ENTRIES SHOWN »
=== Begin Enclosure ===

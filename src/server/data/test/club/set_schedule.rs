use super::*;

/// Tests overwriting an existing schedule.
///
/// Expected: Ok(Some) with the new book and date
#[tokio::test]
async fn overwrites_existing_schedule() -> Result<(), DbErr> {
    let test = TestBuilder::new().with_club_tables().build().await.unwrap();
    let db = test.db.as_ref().unwrap();

    let old_book = factory::create_book(db).await?;
    let new_book = factory::create_book(db).await?;
    let club = factory::club::ClubFactory::new(db)
        .scheduled(old_book.id, Utc.timestamp_millis_opt(1_000).unwrap())
        .build()
        .await?;

    let schedule = ScheduledRead {
        book_id: new_book.id,
        read_time: Utc.timestamp_millis_opt(2_000_000).unwrap(),
    };

    let updated = ClubRepository::new(db)
        .set_schedule(club.id, schedule.clone())
        .await?;

    assert_eq!(updated.and_then(|c| c.schedule), Some(schedule));
    Ok(())
}

/// Tests that the book is stored without checking that it exists.
///
/// Expected: Ok(Some) referencing the unknown book
#[tokio::test]
async fn accepts_unknown_book() -> Result<(), DbErr> {
    let test = TestBuilder::new().with_club_tables().build().await.unwrap();
    let db = test.db.as_ref().unwrap();

    let club = factory::create_club(db).await?;

    let updated = ClubRepository::new(db)
        .set_schedule(
            club.id,
            ScheduledRead {
                book_id: 4242,
                read_time: Utc.timestamp_millis_opt(0).unwrap(),
            },
        )
        .await?
        .unwrap();

    assert_eq!(updated.schedule.map(|s| s.book_id), Some(4242));
    Ok(())
}

/// Tests scheduling an unknown club.
///
/// Expected: Ok(None)
#[tokio::test]
async fn returns_none_for_unknown_club() -> Result<(), DbErr> {
    let test = TestBuilder::new().with_club_tables().build().await.unwrap();
    let db = test.db.as_ref().unwrap();

    let updated = ClubRepository::new(db)
        .set_schedule(
            77,
            ScheduledRead {
                book_id: 1,
                read_time: Utc.timestamp_millis_opt(0).unwrap(),
            },
        )
        .await?;

    assert!(updated.is_none());
    Ok(())
}
use std::net::SocketAddr;

use crate::server::error::{config::ConfigError, AppError};

const DEFAULT_BIND_ADDRESS: &str = "0.0.0.0:8080";

pub struct Config {
    pub database_url: String,
    pub bind_address: SocketAddr,
}

impl Config {
    /// Reads configuration from the process environment.
    ///
    /// Call `dotenvy::dotenv()` first to pick up a local `.env` file.
    ///
    /// # Returns
    /// - `Ok(Config)` - All required variables present and valid
    /// - `Err(AppError::ConfigErr)` - `DATABASE_URL` missing or `BIND_ADDRESS` invalid
    pub fn from_env() -> Result<Self, AppError> {
        Self::from_lookup(|name| std::env::var(name).ok())
    }

    fn from_lookup(lookup: impl Fn(&str) -> Option<String>) -> Result<Self, AppError> {
        let database_url = lookup("DATABASE_URL")
            .ok_or_else(|| ConfigError::MissingEnvVar("DATABASE_URL".to_string()))?;

        let bind_address = lookup("BIND_ADDRESS")
            .unwrap_or_else(|| DEFAULT_BIND_ADDRESS.to_string())
            .parse::<SocketAddr>()
            .map_err(|e| ConfigError::InvalidEnvVar {
                name: "BIND_ADDRESS".to_string(),
                reason: e.to_string(),
            })?;

        Ok(Self {
            database_url,
            bind_address,
        })
    }
}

=== End Enclosure ===

WORK TO BE COMPLETED »
Print all the data exactly as shown above.

SOLUTION TO THIS TASK »
filename src/server/data/test/club/set_schedule.rs
use super::*;

/// Tests overwriting an existing schedule.
///
/// Expected: Ok(Some) with the new book and date
#[tokio::test]
async fn overwrites_existing_schedule() -> Result<(), DbErr> {
    let test = TestBuilder::new().with_club_tables().build().await.unwrap();
    let db = test.db.as_ref().unwrap();

    let old_book = factory::create_book(db).await?;
    let new_book = factory::create_book(db).await?;
    let club = factory::club::ClubFactory::new(db)
        .scheduled(old_book.id, Utc.timestamp_millis_opt(1_000).unwrap())
        .build()
        .await?;

    let schedule = ScheduledRead {
        book_id: new_book.id,
        read_time: Utc.timestamp_millis_opt(2_000_000).unwrap(),
    };

    let updated = ClubRepository::new(db)
        .set_schedule(club.id, schedule.clone())
        .await?;

    assert_eq!(updated.and_then(|c| c.schedule), Some(schedule));
    Ok(())
}

/// Tests that the book is stored without checking that it exists.
///
/// Expected: Ok(Some) referencing the unknown book
#[tokio::test]
async fn accepts_unknown_book() -> Result<(), DbErr> {
    let test = TestBuilder::new().with_club_tables().build().await.unwrap();
    let db = test.db.as_ref().unwrap();

    let club = factory::create_club(db).await?;

    let updated = ClubRepository::new(db)
        .set_schedule(
            club.id,
            ScheduledRead {
                book_id: 4242,
                read_time: Utc.timestamp_millis_opt(0).unwrap(),
            },
        )
        .await?
        .unwrap();

    assert_eq!(updated.schedule.map(|s| s.book_id), Some(4242));
    Ok(())
}

/// Tests scheduling an unknown club.
///
/// Expected: Ok(None)
#[tokio::test]
async fn returns_none_for_unknown_club() -> Result<(), DbErr> {
    let test = TestBuilder::new().with_club_tables().build().await.unwrap();
    let db = test.db.as_ref().unwrap();

    let updated = ClubRepository::new(db)
        .set_schedule(
            77,
            ScheduledRead {
                book_id: 1,
                read_time: Utc.timestamp_millis_opt(0).unwrap(),
            },
        )
        .await?;

    assert!(updated.is_none());
    Ok(())
}
use std::net::SocketAddr;

use crate::server::error::{config::ConfigError, AppError};

const DEFAULT_BIND_ADDRESS: &str = "0.0.0.0:8080";

pub struct Config {
    pub database_url: String,
    pub bind_address: SocketAddr,
}

impl Config {
    /// Reads configuration from the process environment.
    ///
    /// Call `dotenvy::dotenv()` first to pick up a local `.env` file.
    ///
    /// # Returns
    /// - `Ok(Config)` - All required variables present and valid
    /// - `Err(AppError::ConfigErr)` - `DATABASE_URL` missing or `BIND_ADDRESS` invalid
    pub fn from_env() -> Result<Self, AppError> {
        Self::from_lookup(|name| std::env::var(name).ok())
    }

    fn from_lookup(lookup: impl Fn(&str) -> Option<String>) -> Result<Self, AppError> {
        let database_url = lookup("DATABASE_URL")
            .ok_or_else(|| ConfigError::MissingEnvVar("DATABASE_URL".to_string()))?;

        let bind_address = lookup("BIND_ADDRESS")
            .unwrap_or_else(|| DEFAULT_BIND_ADDRESS.to_string())
            .parse::<SocketAddr>()
            .map_err(|e| ConfigError::InvalidEnvVar {
                name: "BIND_ADDRESS".to_string(),
                reason: e.to_string(),
            })?;

        Ok(Self {
            database_url,
            bind_address,
        })
    }
}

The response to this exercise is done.